[Intel-gfx] [PATCH v4 i-g-t] tests/kms: increase max threshold time for edid read

Mon Aug 14 08:43:34 UTC 2017

On Fri, 11 Aug 2017, Clint Taylor <clinton.a.taylor at intel.com> wrote:
> On 08/11/2017 12:49 AM, Lofstedt, Marta wrote:
>> We can't have this lspcon as an argument to the test, it will not work with automated testing using piglit as we do for CI.
>> Theoretically we could add a "has_lspcon" to debugfs, but I believe that this test has started to be over complicated.
> The test would need to know if an LSPcon is connected on a port by port 
> basis. This is easy if the LSPcon driver is loaded but in the case of 
> USB_C->HDMI is gets a little more complicated (not impossible) to figure 
> out. Even if we know exactly what device is connected failures can still 
> occur if the TCON/Monitor clock stretches the EDID read.
>
>> The intention of the test is to do a sanity check so that we don't drift off here, so I actually prefer the V1.
> Unfortunately with the timing differences (3ms to 96ms) based on the 
> monitor type connected and EDID size there is no way for a one size fits 
> all sanity check to be reliable. If the original point of this test was 
> to figure out if probe caused more than 1 EDID read, maybe we should 
> actually count EDID reads and not infer it by measuring time.

I'll take a step back here and try to look at the big picture.

I think the point of the test originally was to catch regressions in the
EDID code that would slow down EDID reading. That's a valid thing to
test per se, but unfortunately it's not easy to do that accurately. The
basic alternatives are, from most accurate to least accurate:

1) Start off with reference timing, and make relative comparisons
against that. This is not unlike performance testing. The problem is, to
not compare apples and oranges, you'll need to take into account
platform, connector type, adapters, cables, hubs, EDID size, and the
display. Change one, and you can't make the comparison anymore. You end
up tracking configurations and timings, a lot.
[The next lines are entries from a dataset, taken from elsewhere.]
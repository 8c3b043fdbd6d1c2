//! # Frame Scheduler
//!
//! One iteration of the host's main loop, as a method on the host context.
//! The platform layer (winit, in the binary) drains OS events and calls
//! [`Host::run_frame`] once per iteration; everything between "events
//! drained" and "frame presented" happens here, in strict sequence, on one
//! thread, with no suspension point.

use tracing::{info, warn};
use vessel_loader::{ModuleBackend, Tickable};
use vessel_shared::{letterbox, FrameLink, PaletteFrame, Viewport, PALETTE_LEN, SURFACE_LEN};

use crate::host::Host;

/// Frame loop state. Terminating is absorbing: once entered, every further
/// [`Host::run_frame`] reports [`FrameOutcome::ShuttingDown`].
#[derive(Clone, Copy, Debug, PartialEq, Eq)]
pub enum LoopState {
    /// Normal operation; frames are being produced.
    Running,
    /// A close request was received; the loop should exit and tear down.
    Terminating,
}

/// What one call to [`Host::run_frame`] did.
#[derive(Clone, Copy, Debug, PartialEq, Eq)]
pub enum FrameOutcome {
    /// The module ticked and a frame was submitted for presentation.
    Presented,
    /// The module ticked but the surface had zero area; nothing was drawn.
    /// The platform layer should yield the time slice instead of spinning.
    Skipped,
    /// The host is Terminating; the platform layer should exit its loop.
    ShuttingDown,
}

/// The presentation seam. The production implementation is the wgpu palette
/// renderer; tests install a recorder.
pub trait PresentTarget {
    /// Presents one frame of draw state into the given viewport.
    ///
    /// # Errors
    ///
    /// Presentation failure is a recoverable runtime condition: the
    /// scheduler reports it and the loop continues, since a single dropped
    /// frame should not end the session.
    fn present(&mut self, frame: &PaletteFrame<'_>, viewport: Viewport) -> Result<(), PresentError>;
}

/// A failed presentation, already detached from whatever GPU error produced
/// it; the scheduler only ever reports these.
#[derive(Debug, thiserror::Error)]
#[error("presentation failed: {0}")]
pub struct PresentError(pub String);

impl<B: ModuleBackend> Host<B> {
    /// Runs one frame: reload poll, arena reset, module tick, present.
    ///
    /// `client_width`/`client_height` are the window's current client area;
    /// zero area (minimized) skips rendering entirely. The module is ticked
    /// exactly once per call, synchronously; no pointer it receives through
    /// the link is valid after the call returns.
    pub fn run_frame(
        &mut self,
        client_width: u32,
        client_height: u32,
        target: &mut dyn PresentTarget,
    ) -> FrameOutcome {
        if self.state == LoopState::Terminating {
            return FrameOutcome::ShuttingDown;
        }

        if self.loader.check_for_update() {
            info!("module binary changed on disk, reloading");
            match self.loader.reload(&mut self.module) {
                Ok(()) => info!("module reloaded"),
                Err(e) => warn!(error = %e, "module reload failed, keeping previous module"),
            }
        }

        self.frame_arena.clear();

        // Steady idle frame: the surface enters every tick as palette entry
        // 0; a module that draws nothing presents solid background.
        self.persistent
            .slice_mut(self.surface_offset, SURFACE_LEN)
            .fill(0);

        let mut link = FrameLink {
            frame_memory: self.frame_arena.base_ptr(),
            frame_capacity: self.frame_arena.remaining(),
            surface_indices: self
                .persistent
                .slice_mut(self.surface_offset, SURFACE_LEN)
                .as_mut_ptr(),
            surface_len: SURFACE_LEN,
            palette: self.palette.as_mut_ptr(),
            palette_len: PALETTE_LEN,
        };
        self.module.tick(&mut link);
        self.frame_count += 1;

        let viewport = letterbox(client_width, client_height);
        if viewport.is_empty() {
            return FrameOutcome::Skipped;
        }

        let frame = PaletteFrame::new(
            self.persistent.slice_mut(self.surface_offset, SURFACE_LEN),
            &self.palette,
        );
        match target.present(&frame, viewport) {
            Ok(()) => FrameOutcome::Presented,
            Err(e) => {
                // A dropped frame is reported, never fatal; any later frame
                // may recover.
                warn!(error = %e, "presentation failed, continuing");
                FrameOutcome::Presented
            }
        }
    }
}
//! # Rendering Error Types

use thiserror::Error;

/// Errors from GPU setup and presentation.
///
/// Setup variants are fatal to the host; [`RenderError::Present`] is a
/// recoverable per-frame condition.
#[derive(Error, Debug)]
pub enum RenderError {
    /// Creating the rendering surface for the window failed.
    #[error("failed to create rendering surface: {0}")]
    CreateSurface(String),

    /// No GPU adapter compatible with the surface was found.
    #[error("no suitable GPU adapter found")]
    NoAdapter,

    /// Acquiring a device from the adapter failed.
    #[error("failed to acquire GPU device: {0}")]
    RequestDevice(String),

    /// Presenting a frame failed in a way reconfiguring does not cover.
    #[error("failed to present frame: {0}")]
    Present(wgpu::SurfaceError),
}
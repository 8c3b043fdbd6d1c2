//! # Viewport Math
//!
//! Letterboxing of the fixed 16:9 logical surface into an arbitrary client
//! rectangle.

use crate::constants::{SURFACE_HEIGHT, SURFACE_WIDTH};

/// Aspect numerator the surface is locked to.
const ASPECT_W: u32 = (SURFACE_WIDTH / gcd(SURFACE_WIDTH, SURFACE_HEIGHT)) as u32;
/// Aspect denominator the surface is locked to.
const ASPECT_H: u32 = (SURFACE_HEIGHT / gcd(SURFACE_WIDTH, SURFACE_HEIGHT)) as u32;

const fn gcd(a: usize, b: usize) -> usize {
    if b == 0 {
        a
    } else {
        gcd(b, a % b)
    }
}

/// A pixel rectangle inside the window's client area.
#[derive(Clone, Copy, Debug, Default, PartialEq, Eq)]
pub struct Viewport {
    /// Left edge in pixels.
    pub x: u32,
    /// Bottom/top edge in pixels (presenter's convention).
    pub y: u32,
    /// Width in pixels.
    pub width: u32,
    /// Height in pixels.
    pub height: u32,
}

impl Viewport {
    /// True when the rectangle has zero area and rendering should be skipped.
    #[inline]
    #[must_use]
    pub const fn is_empty(&self) -> bool {
        self.width == 0 || self.height == 0
    }
}

/// Computes the largest centered viewport with the surface's aspect ratio
/// that fits the client area at an integer multiple of 16x9.
///
/// A minimized window (zero client area) or one too small to fit even one
/// 16x9 cell yields an empty viewport, which the scheduler treats as "skip
/// rendering this iteration".
#[must_use]
pub fn letterbox(client_width: u32, client_height: u32) -> Viewport {
    let m = (client_width / ASPECT_W).min(client_height / ASPECT_H);
    let width = m * ASPECT_W;
    let height = m * ASPECT_H;
    Viewport {
        x: (client_width - width) / 2,
        y: (client_height - height) / 2,
        width,
        height,
    }
}

#[cfg(test)]
mod tests {
    use super::*;

    #[test]
    fn test_exact_fit_has_no_bars() {
        let vp = letterbox(1280, 720);
        assert_eq!(
            vp,
            Viewport {
                x: 0,
                y: 0,
                width: 1280,
                height: 720
            }
        );
    }

    #[test]
    fn test_tall_window_gets_vertical_bars() {
        let vp = letterbox(1920, 1200);
        assert_eq!(vp.width, 1920);
        assert_eq!(vp.height, 1080);
        assert_eq!(vp.x, 0);
        assert_eq!(vp.y, 60);
    }

    #[test]
    fn test_wide_window_gets_horizontal_bars() {
        let vp = letterbox(2000, 720);
        assert_eq!(vp.height, 720);
        assert_eq!(vp.width, 1280);
        assert_eq!(vp.x, 360);
        assert_eq!(vp.y, 0);
    }

    #[test]
    fn test_minimized_window_is_empty() {
        assert!(letterbox(0, 0).is_empty());
        assert!(letterbox(1280, 0).is_empty());
        assert!(letterbox(0, 720).is_empty());
    }

    #[test]
    fn test_tiny_window_is_empty() {
        // Smaller than one 16x9 cell in either dimension.
        assert!(letterbox(15, 9).is_empty());
        assert!(letterbox(16, 8).is_empty());
        assert!(!letterbox(16, 9).is_empty());
    }

    #[test]
    fn test_viewport_fits_client_area() {
        for (w, h) in [(17, 10), (100, 100), (3440, 1440), (640, 480)] {
            let vp = letterbox(w, h);
            assert!(vp.x + vp.width <= w);
            assert!(vp.y + vp.height <= h);
            if !vp.is_empty() {
                assert_eq!(vp.width % 16, 0);
                assert_eq!(vp.height % 9, 0);
                assert_eq!(vp.width / 16, vp.height / 9);
            }
        }
    }
}
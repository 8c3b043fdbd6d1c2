//! # VESSEL Shared
//!
//! The entire contract between the host process and the separately compiled
//! game module lives here: the tick symbol name, the [`FrameLink`] layout,
//! the index-surface dimensions, and the palette types.
//!
//! ## CRITICAL RULE
//!
//! This crate must NEVER depend on:
//! - `wgpu` or any GPU crate
//! - `winit` or any windowing crate
//! - anything that assumes it is running inside the host
//!
//! Game modules are rebuilt and reloaded underneath a running host. There is
//! no versioning handshake: ABI compatibility between host and module builds
//! is the module author's responsibility, and keeping this crate small is
//! what makes that responsibility tractable.

#![deny(missing_docs)]
// Note: unsafe code is allowed in the link module for the C ABI boundary.
#![allow(unsafe_code)]

pub mod constants;
pub mod frame;
pub mod link;
pub mod math;

pub use constants::{
    DEFAULT_PALETTE, MODULE_STEM, PALETTE_LEN, SURFACE_HEIGHT, SURFACE_LEN, SURFACE_WIDTH,
    TICK_SYMBOL,
};
pub use frame::{PaletteColor, PaletteFrame};
pub use link::{FrameLink, TickFn};
pub use math::{letterbox, Viewport};
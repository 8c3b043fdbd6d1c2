//! Wires the wgpu presenter into the scheduler's presentation seam.

use vessel_rendering::PaletteRenderer;
use vessel_shared::{PaletteFrame, Viewport};

use crate::scheduler::{PresentError, PresentTarget};

impl PresentTarget for PaletteRenderer {
    fn present(&mut self, frame: &PaletteFrame<'_>, viewport: Viewport) -> Result<(), PresentError> {
        PaletteRenderer::present(self, frame, viewport).map_err(|e| PresentError(e.to_string()))
    }
}
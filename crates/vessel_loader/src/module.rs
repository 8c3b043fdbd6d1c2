//! # Loaded Module
//!
//! The owned handle to one successfully loaded game module: the mapped image,
//! the resolved tick entry point, and the source file's version marker.

use std::path::PathBuf;
use std::time::SystemTime;

use vessel_shared::{FrameLink, TickFn};

/// The capability the scheduler dispatches through each frame: accept a frame
/// link, return nothing.
///
/// Exactly one resolved implementation exists at a time; resolving it is the
/// loader's job, never the scheduler's.
pub trait Tickable {
    /// Runs one frame of module logic. Synchronous and blocking.
    fn tick(&mut self, link: &mut FrameLink);
}

/// One loaded game module.
///
/// Invariant: `tick_fn` was resolved from `image` and is valid exactly as
/// long as `image` is alive. Dropping the module unloads the image, so the
/// two can never be observed apart. There is never more than one of these
/// installed in a host at a time.
pub struct GameModule<I> {
    /// The mapped executable image. Never read, only kept alive: `tick_fn`
    /// dangles the moment this drops.
    _image: I,
    /// The resolved entry point.
    tick_fn: TickFn,
    /// Last-modified time of the *canonical* module file when this was
    /// loaded, not of the loader-owned copy.
    timestamp: SystemTime,
    /// The loader-owned copy this image was mapped from; the loader deletes
    /// it after the image is unloaded.
    copy_path: PathBuf,
}

impl<I> GameModule<I> {
    /// Assembles a module from the parts the load protocol produced.
    pub(crate) fn new(image: I, tick_fn: TickFn, timestamp: SystemTime, copy_path: PathBuf) -> Self {
        Self {
            _image: image,
            tick_fn,
            timestamp,
            copy_path,
        }
    }

    /// The source file's modification time recorded at load.
    #[must_use]
    pub fn timestamp(&self) -> SystemTime {
        self.timestamp
    }

    /// The loader-owned copy backing this module's image.
    #[must_use]
    pub fn copy_path(&self) -> &std::path::Path {
        &self.copy_path
    }
}

impl<I> std::fmt::Debug for GameModule<I> {
    fn fmt(&self, f: &mut std::fmt::Formatter<'_>) -> std::fmt::Result {
        f.debug_struct("GameModule")
            .field("tick_fn", &self.tick_fn)
            .field("timestamp", &self.timestamp)
            .field("copy_path", &self.copy_path)
            .finish_non_exhaustive()
    }
}

impl<I> Tickable for GameModule<I> {
    fn tick(&mut self, link: &mut FrameLink) {
        // SAFETY: tick_fn was resolved from the owned image, which is alive for
        // the duration of this call; the link's pointers are valid for the
        // same duration by the scheduler's construction.
        unsafe { (self.tick_fn)(link) }
    }
}
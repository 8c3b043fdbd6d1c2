//! # Frame Link
//!
//! The value passed to a game module's tick function once per frame. It loans
//! the module the frame arena's remaining span and the draw state for exactly
//! the duration of the call.
//!
//! Everything here is plain C layout. The module side of the boundary is a
//! separately compiled binary, so no Rust lifetimes cross it; the retention
//! rules are part of the contract instead:
//!
//! - pointers in a [`FrameLink`] are valid only until the tick call returns
//! - the frame span is invalidated wholesale when the host clears the frame
//!   arena at the top of the next iteration
//! - the module must not free, grow, or alias these spans

use crate::frame::PaletteColor;

/// The single entry point a game module exports, under the name
/// [`crate::constants::TICK_SYMBOL`].
///
/// Called exactly once per frame, synchronously; the host does not proceed to
/// presentation until it returns.
pub type TickFn = unsafe extern "C" fn(link: *mut FrameLink);

/// Per-frame loan handed across the ABI.
#[repr(C)]
#[derive(Debug)]
pub struct FrameLink {
    /// Base of the frame arena span loaned to the module.
    pub frame_memory: *mut u8,
    /// Bytes available at `frame_memory` this frame.
    pub frame_capacity: usize,
    /// Base of the index surface, row-major.
    pub surface_indices: *mut u8,
    /// Cells at `surface_indices`. Always `SURFACE_LEN` in practice.
    pub surface_len: usize,
    /// Base of the palette the presenter will resolve indices against.
    pub palette: *mut PaletteColor,
    /// Entries at `palette`. Always `PALETTE_LEN` in practice.
    pub palette_len: usize,
}

impl FrameLink {
    /// The frame scratch span as a slice.
    ///
    /// # Safety
    ///
    /// Callable only inside the tick call that received this link, and only
    /// while no other slice from the same link is live.
    #[must_use]
    pub unsafe fn frame_scratch(&mut self) -> &mut [u8] {
        core::slice::from_raw_parts_mut(self.frame_memory, self.frame_capacity)
    }

    /// The index surface as a slice.
    ///
    /// # Safety
    ///
    /// Same rules as [`FrameLink::frame_scratch`].
    #[must_use]
    pub unsafe fn surface(&mut self) -> &mut [u8] {
        core::slice::from_raw_parts_mut(self.surface_indices, self.surface_len)
    }

    /// The palette as a slice.
    ///
    /// # Safety
    ///
    /// Same rules as [`FrameLink::frame_scratch`].
    #[must_use]
    pub unsafe fn palette(&mut self) -> &mut [PaletteColor] {
        core::slice::from_raw_parts_mut(self.palette, self.palette_len)
    }
}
2) Try to make a reasonable estimate of the absolute maximum based on
some subset of the configuration (such as connector type and
adapters). If you stay below, regardless of the timing changes, you
assume it's fine, and otherwise you consider it a regression. So you try
to keep the limits tight to catch regressions, but not flag normal
behaviour too much. You end up accumulating heuristics for the
configuration and timing, because, let's face it, there is a lot of
variance in what's acceptable. (This is v2+ of the patch at hand.)

3) Try to make a reasonable estimate of the absolute maximum independent
of the configuration. You'll never catch regressions in the fast
configurations, because your limits are based on the worst case. You'll
only catch the really pathological problems. Note that the current code
uses mean, so it evens out connector type specific problems; we might
also not catch pathological problems in, say, DP if the HDMI is
fast. (This is the original and v1 of the patch.)

I think 1) is more trouble than it's worth. 3) is simplistic but
easy. The question is, do we get enough benefit from 2) to offset the
complications?

BR,
Jani.

-- 
Jani Nikula, Intel Open Source Technology Center